Parties with casual yet dictatorial professors?

Most of us go to university and college and find something that looks like a lawless, unruly form of school where the lecturers and professors are the biggest outlaws.  And so we go out into the world thinking of universities as schools with no business-imperative and no business-sense.

The business of universities

Nothing could be further from the truth.  Universities are businesses, or enterprises; but with a business model  that is so opaque, few people understand it, unless they have worked in one for quite a while.   If you do business with universities, if you are in a knowledge business, if you have to hire graduates to get work done, you might like to read this brilliant description of university business models.

As greedy as bacteria

“As organisms in a system, universities evolve. They eat up smaller institutions to dominate a niche, or split of side campuses to enter new spaces. They relentlessly share their DNA, as Universities heads look over their shoulders and shamelessly copy the innovations of others. Universities fight for resources, funding, students among themselves, where a Society usually co-opts all of the resources in it’s zone of control and operates without competitive challenge.”

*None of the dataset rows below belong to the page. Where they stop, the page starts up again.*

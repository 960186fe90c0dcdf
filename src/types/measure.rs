// Copyright (c) 2018-2022  Ministerio de Fomento
//                          Instituto de Ciencias de la Construcción Eduardo Torroja (IETcc-CSIC)

// Permission is hereby granted, free of charge, to any person obtaining a copy
// of this software and associated documentation files (the "Software"), to deal
// in the Software without restriction, including without limitation the rights
// to use, copy, modify, merge, publish, distribute, sublicense, and/or sell
// copies of the Software, and to permit persons to whom the Software is
// furnished to do so, subject to the following conditions:

// The above copyright notice and this permission notice shall be included in
// all copies or substantial portions of the Software.

// THE SOFTWARE IS PROVIDED "AS IS", WITHOUT WARRANTY OF ANY KIND, EXPRESS OR
// IMPLIED, INCLUDING BUT NOT LIMITED TO THE WARRANTIES OF MERCHANTABILITY,
// FITNESS FOR A PARTICULAR PURPOSE AND NONINFRINGEMENT. IN NO EVENT SHALL THE
// AUTHORS OR COPYRIGHT HOLDERS BE LIABLE FOR ANY CLAIM, DAMAGES OR OTHER
// LIABILITY, WHETHER IN AN ACTION OF CONTRACT, TORT OR OTHERWISE, ARISING FROM,
// OUT OF OR IN CONNECTION WITH THE SOFTWARE OR THE USE OR OTHER DEALINGS IN THE
// SOFTWARE.

// Author(s): Rafael Villar Burke <pachi@ietcc.csic.es>

//! Medidas de rehabilitación (ECM)

use serde::{Deserialize, Serialize};
use strum_macros::{Display, EnumString};

/// Elemento de la envolvente afectado por una medida
#[derive(Debug, Copy, Clone, PartialEq, Eq, Hash, Serialize, Deserialize, Display)]
#[serde(rename_all = "snake_case")]
pub enum EnvelopeElement {
    /// Opaque walls
    #[strum(to_string = "wall")]
    Wall,
    /// Roof
    #[strum(to_string = "roof")]
    Roof,
    /// Windows
    #[strum(to_string = "window")]
    Window,
}

/// Medida de mejora de la eficiencia energética
#[derive(Debug, Copy, Clone, PartialEq, Eq, Hash, Serialize, Deserialize, Display, EnumString)]
#[serde(rename_all = "snake_case")]
pub enum RenovationMeasure {
    /// External wall insulation
    #[strum(to_string = "wall_insulation")]
    WallInsulation,
    /// Roof insulation
    #[strum(to_string = "roof_insulation")]
    RoofInsulation,
    /// Window replacement
    #[strum(to_string = "window_replacement")]
    WindowReplacement,
    /// Ground floor insulation
    #[strum(to_string = "floor_insulation")]
    FloorInsulation,
    /// Heat pump replacing the heating system
    #[strum(to_string = "heat_pump")]
    HeatPump,
    /// Rooftop photovoltaics
    #[strum(to_string = "solar_pv")]
    SolarPv,
    /// Solar thermal collectors for hot water
    #[strum(to_string = "solar_thermal")]
    SolarThermal,
    /// Air tightness improvement
    #[strum(to_string = "air_sealing")]
    AirSealing,
}

/// Coste unitario de una medida
#[derive(Debug, Copy, Clone, PartialEq)]
pub enum MeasureCost {
    /// EUR per m2 of conditioned floor area
    PerFloorArea(f64),
    /// EUR per m2 of footprint (floor area / floors)
    PerFootprint(f64),
    /// Fixed cost per building [EUR]
    Fixed(f64),
}

impl RenovationMeasure {
    /// All measures
    pub const ALL: [RenovationMeasure; 8] = [
        RenovationMeasure::WallInsulation,
        RenovationMeasure::RoofInsulation,
        RenovationMeasure::WindowReplacement,
        RenovationMeasure::FloorInsulation,
        RenovationMeasure::HeatPump,
        RenovationMeasure::SolarPv,
        RenovationMeasure::SolarThermal,
        RenovationMeasure::AirSealing,
    ];

    /// Elemento y transmitancia objetivo [W/m2K] de las medidas que admite el simulador
    ///
    /// None for measures the simulation service cannot model.
    pub fn target_u_value(self) -> Option<(EnvelopeElement, f64)> {
        use RenovationMeasure::*;
        match self {
            WallInsulation => Some((EnvelopeElement::Wall, 0.25)),
            RoofInsulation => Some((EnvelopeElement::Roof, 0.20)),
            WindowReplacement => Some((EnvelopeElement::Window, 1.10)),
            _ => None,
        }
    }

    /// True if the simulation service models this measure
    pub fn is_simulated(self) -> bool {
        self.target_u_value().is_some()
    }

    /// Coste de referencia de la medida
    pub fn unit_cost(self) -> MeasureCost {
        use RenovationMeasure::*;
        match self {
            WallInsulation => MeasureCost::PerFloorArea(80.0),
            RoofInsulation => MeasureCost::PerFootprint(60.0),
            WindowReplacement => MeasureCost::PerFloorArea(45.0),
            FloorInsulation => MeasureCost::PerFootprint(35.0),
            HeatPump => MeasureCost::Fixed(12000.0),
            SolarPv => MeasureCost::Fixed(6000.0),
            SolarThermal => MeasureCost::Fixed(4000.0),
            AirSealing => MeasureCost::PerFloorArea(10.0),
        }
    }
}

As disregarding as dinosaurs

“Make no mistake, Universities are dinosaurs. They can crush you, outrun you and outbreed you. They dominate their ecosystem to the exclusions of all others, existing in astonishing diversity, and repeatedly adapting to environmental change. What it took to get rid of the dinosaurs wiped out almost everything else as well. The same is true here. If Universities become non viable institutions, then their collapse will be the least of our worries.”

As mutative as viruses

“Universities are not going to go gently into the night. They won’t wave their hands in the air, cry that it’s all to complicated (or was it complex?) and shut their doors. Some will no doubt go under, but most will adapt and survive, ruthlessly ripping out the DNA from models that work and re-engineering themselves for Internet Age. They will do it in University Time, not Internet time, but they have enough inertia for that not to matter. In fact, a slower response to change will insulate them from short timescale fads (Would you wish you had bet the farm on CD-ROMS? WAP?).”
Brilliant description of the strategic model of universities.  But who would know when you are yawning your way through another lecture?